Me sonreí sintiéndome menos angustiada y más segura al escuchar a Martina. Repasé mi rostro con mis manos y acomodé un poco mi cabello.
-Cómo estoy? – le pregunté antes de disponerme a entrar
-Horrible! Pero no hay mucho más que puedas hacer! – dijo en tono de chanza
-Te odio! – le dije golpeando su hombro con suavidad
Cuando entré la vi recostada con la bata de hospital y una guía de suero entrando por una vena de su brazo izquierdo. Guillermo estaba sentado a su lado conversando. Cuando me vieron entrar él de inmediato se paró y después de saludarme nos dejó a solas.
-Todo este tiempo lo supiste… - me dijo sin poder mirarme a los ojos
Me acerqué y tomé asiento en la silla que acababa de desocupar Guillermo.
-Sí, lo sabía y menudo susto me diste en el parque! – comenté sonriendo para distender el clima
-dulce yo… no sabía cómo decírtelo, no quería perderte! Soy una ridícula! – protestó para sí
-Shhh! – le dije mientras le tomaba la mano – no quiero que digas nada, no quiero que me expliques nada! Lo único que quiero es que ni se te ocurra sacarme de tu vida!
-No podría hacerlo tampoco…- agregó suspirando
-Así me gusta! Te dije alguna vez que te amo? – le dije bromeando como solía hacerlo
-Alguna que otra vez…- me contesto ella como siempre
La besé en los labios y por fin sentí que podíamos vivir en paz.

Any
Cuando salí del hospital lo hice en compañía de dulce y Martina. Me llevaron en silla de ruedas hasta la vereda tal y como lo indica el protocolo del hospital. Luego me coloqué mi muleta, debía empezar a acostumbrarme a ella. Mi pierna derecha había quedado parcialmente paralizada.

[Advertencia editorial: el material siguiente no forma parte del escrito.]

use std::sync::Arc;

use libp2p_identity::PeerId;
use order_filter::OrderFilter;
use tracing::{debug, info, warn};

use super::error::OrdersyncError;
use super::pagination::contract_for;
use super::protocol::{
    NegotiateRequest, NegotiateResponse, OrdersyncRequest, OrdersyncResponse, PageRequest,
    PageResponse, SubprotocolVersion,
};
use super::store::OrderQuery;

/// Server side of ordersync.
///
/// Pages are never filtered here. The consumer of a page is the only one
/// that can judge its own interest, so the provider paginates its whole
/// order set and advertises its filter fingerprint alongside.
#[derive(Clone)]
pub struct OrdersyncProvider {
    store: Arc<dyn OrderQuery>,
    filter: OrderFilter,
    supported_versions: Vec<SubprotocolVersion>,
    max_page_size: usize,
}

impl OrdersyncProvider {
    pub fn new(
        store: Arc<dyn OrderQuery>,
        filter: OrderFilter,
        supported_versions: Vec<SubprotocolVersion>,
        max_page_size: usize,
    ) -> Self {
        Self {
            store,
            filter,
            supported_versions,
            max_page_size: max_page_size.max(1),
        }
    }

    pub fn supported_versions(&self) -> &[SubprotocolVersion] {
        &self.supported_versions
    }

    pub fn negotiate(&self, peer: PeerId, request: &NegotiateRequest) -> NegotiateResponse {
        let version =
            SubprotocolVersion::highest_common(&self.supported_versions, &request.supported_versions);

        match version {
            Some(version) => debug!(peer = %peer, %version, "Negotiated ordersync version"),
            None => info!(
                peer = %peer,
                offered = ?request.supported_versions,
                "No compatible ordersync version"
            ),
        }

        NegotiateResponse {
            version,
            supported_versions: self.supported_versions.clone(),
            filter_fingerprint: self.filter.fingerprint().clone(),
        }
    }

    /// Page size that will actually be served for a requested size.
    pub fn effective_page_size(&self, requested: u32) -> usize {
        (requested as usize).clamp(1, self.max_page_size)
    }

    pub async fn handle_page(
        &self,
        peer: PeerId,
        request: &PageRequest,
    ) -> Result<PageResponse, OrdersyncError> {
        let version = request.cursor.version();
        if !self.supported_versions.contains(&version) {
            return Err(OrdersyncError::NoCompatibleVersion {
                offered: vec![version],
                supported: self.supported_versions.clone(),
            });
        }

        let own_fingerprint = self.filter.fingerprint();
        if request.filter_fingerprint.as_ref() == Some(own_fingerprint) {
            debug!(peer = %peer, "Requester shares our filter, serving unfiltered pages");
        }

        let limit = self.effective_page_size(request.page_size);
        let page = contract_for(version)
            .serve(self.store.as_ref(), &request.cursor, limit)
            .await?;

        debug!(
            peer = %peer,
            %version,
            cursor = %request.cursor,
            num_orders = page.orders.len(),
            complete = page.complete,
            "Serving ordersync page"
        );

        Ok(PageResponse {
            orders: page.orders,
            next_cursor: page.next_cursor,
            complete: page.complete,
            filter_fingerprint: own_fingerprint.clone(),
        })
    }

    /// Answers any inbound ordersync request. Failures become an error
    /// response rather than a dropped stream.
    pub async fn handle_request(&self, peer: PeerId, request: OrdersyncRequest) -> OrdersyncResponse {
        match request {
            OrdersyncRequest::Negotiate(request) => {
                OrdersyncResponse::Negotiate(self.negotiate(peer, &request))
            }
            OrdersyncRequest::Page(request) => match self.handle_page(peer, &request).await {
                Ok(response) => OrdersyncResponse::Page(response),
                Err(err) => {
                    warn!(peer = %peer, %err, "Failed to serve ordersync page");
                    OrdersyncResponse::Error(err.to_string())
                }
            },
        }
    }
}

No podía volver a trabajar de inmediato y tenía que pasar algunos días de reposo en casa. Cuando llegamos dulce y Martina me ayudaron a recostarme. dulce se sentó a mi lado en la cama y me beso tiernamente. Martina por su parte se tendió a los pies y hablamos de los días por venir.
-No veo la necesidad de tener que retirarte de la empresa… dulce podría ser tu representante y seguirías trabajando desde tu casa…- sugirió
-No es mala idea – respondió dulce
-Tendríamos que pensarlo– respondí
Estábamos divagando al respecto cuando entró Guillermo.
-Vaya! No sé cómo lo consigues! Yo apenas logro que mi ex mujer me dirija la palabra y vos te das el lujo de tenerlas a las dos en tu cama! – dijo bromeando
-Siempre fui mejor que vos seduciendo mujeres! – le dije sonriendo
Martina y Guillermo se quedaron un rato más con nosotras conversando y luego se marcharon sugiriendo que debíamos reunirnos más seguido.
Cuando al fin quedamos solas, dulce se acurrucó a mi lado. Su cuerpo se sentía cálido y reconfortante. Comprendí que era la mujer de mi vida y que difícilmente podría seguir adelante sin ella.
-Te amo – le dije mirándola seriamente para que comprendiera que era lo único seguro en mi vida
-Yo también te amo… -dijo besándome
-Sabes? Está pierna mía no va a impedir que te haga el amor! – le dije provocándola
-Crees que será mejor que me cuide? – preguntó bromeando
-Te prefiero descuidada! – respondí buscando sus pechos por debajo de su camiseta
No tardó en desvestirse y ayudándome a mí a hacerlo, volví a sentir su piel y su cuerpo. Agradecí para mis adentros no haber conseguido sacarla de mi vida y agradecí que ella no se diera por vencida conmigo. dulce era lo más hermoso que podría pasarme y esperaba que nunca se fuera de mi lado.